Being safe–and saving energy–in the kitchen | Lifestyle.INQ

OCTOBER 27, 2022

After the living room and the bedroom, we now talk about kitchen safety. Here are tips from the booklet “Guide to Your Convenient New Home” issued by Manila Electric Company.

Unplug the toaster or oven toaster before removing any food stuck in the appliance.

Use the proper type of plug for the outlet. If appliances have three-pronged plugs and your kitchen has only two-conductor outlets, do not remove or cut off the ground prong (the third/bottom prong) from the plugs. Convert your outlet into a three-wire outlet instead, especially for appliances with motors such as refrigerators, washing machines and air-conditioning units. Consult a qualified electrician.

Never force a plug into an outlet if it does not fit. This may result in fire or electric shock. Plugs should fit securely in outlets.

Circuit breakers and fuses should be of correct sizes for the circuits. If you do not know the correct size, ask an electrician to identify and label the size to be used.

As for energy saving, when cooking, have all the ingredients ready so you do not have to turn the stove on and off and waste heat. Thaw frozen food thoroughly before cooking.

Match pots and pans to burners to reduce heat transfer loss. Cover pots and pans to prevent heat from escaping. Use flat-bottom pots and pans when using an electric stove. They allow faster heat transfer.

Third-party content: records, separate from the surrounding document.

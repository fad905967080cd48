//! Authentication error types.
//!
//! Each variant falls into one of the classes the HTTP layer cares about:
//! conflict, not found, unauthorized, invalid input, or an internal failure.
//! Use the `is_*()` helpers rather than matching variants when only the class
//! matters.

use thiserror::Error as ThisError;

use crate::Error;

/// Errors that can occur during registration, login and token checks.
#[non_exhaustive]
#[derive(Debug, ThisError)]
pub enum AuthError {
    /// The submitted email is not a plausible address.
    #[error("Invalid email address: {email}")]
    InvalidEmail {
        /// The rejected input
        email: String,
    },

    /// Registration for an email that already has an identity.
    #[error("Email already registered")]
    EmailTaken {
        /// The email that is already registered
        email: String,
    },

    /// Login for an email with no identity.
    #[error("User not found")]
    UnknownEmail {
        /// The email that was looked up
        email: String,
    },

    /// Password did not match the stored hash.
    #[error("Invalid password")]
    InvalidPassword,

    /// The stored hash could not be parsed.
    #[error("Stored password hash is corrupt")]
    CorruptPasswordHash,

    /// Hashing a new password failed.
    #[error("Password hashing failed: {reason}")]
    HashingFailed {
        /// Description of the failure
        reason: String,
    },

    /// No bearer token was supplied.
    #[error("Not authenticated")]
    MissingToken,

    /// Token is malformed, signed with another key or algorithm, or lacks claims.
    #[error("Invalid token")]
    InvalidToken {
        /// Description of why the token was rejected
        reason: String,
    },

    /// Token signature is valid but its expiry has passed.
    #[error("Token expired")]
    TokenExpired,

    /// Encoding a new token failed.
    #[error("Token issuance failed: {reason}")]
    TokenIssueFailed {
        /// Description of the failure
        reason: String,
    },
}

impl AuthError {
    /// Registration collided with an existing identity.
    pub fn is_conflict(&self) -> bool {
        matches!(self, AuthError::EmailTaken { .. })
    }

    /// Login named an email nobody registered.
    pub fn is_not_found(&self) -> bool {
        matches!(self, AuthError::UnknownEmail { .. })
    }

    /// Bad credentials, or a missing, invalid or expired token.
    pub fn is_unauthorized(&self) -> bool {
        matches!(
            self,
            AuthError::InvalidPassword
                | AuthError::MissingToken
                | AuthError::InvalidToken { .. }
                | AuthError::TokenExpired
        )
    }

    /// The request itself was malformed.
    pub fn is_validation_error(&self) -> bool {
        matches!(self, AuthError::InvalidEmail { .. })
    }
}

impl From<AuthError> for Error {
    fn from(err: AuthError) -> Self {
        Error::Auth(err)
    }
}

Better yet, get an induction cooker. You have to use pots and pans suitable for induction cooking, although some new products are versatile enough to be used on electric stove, gas range or induction cooker. The induction cooker is safer and more energy efficient.

As explained in the Meralco booklet, induction cooking transfers electricity directly by magnetic field. Only the cooking vessel heats up, while the surface of the cooker remains cool. Even if you accidentally touch the stove you do not get burned.

Meralco adds that an induction cooker uses 90 percent of the heat generated, compared to only 55 percent for liquefied petroleum gas and 65 percent for electric stoves.

Meralco says microwave cooking is also more energy efficient than conventional cooking, “because food cooks faster, and the energy heats only the food and not the oven compartment.”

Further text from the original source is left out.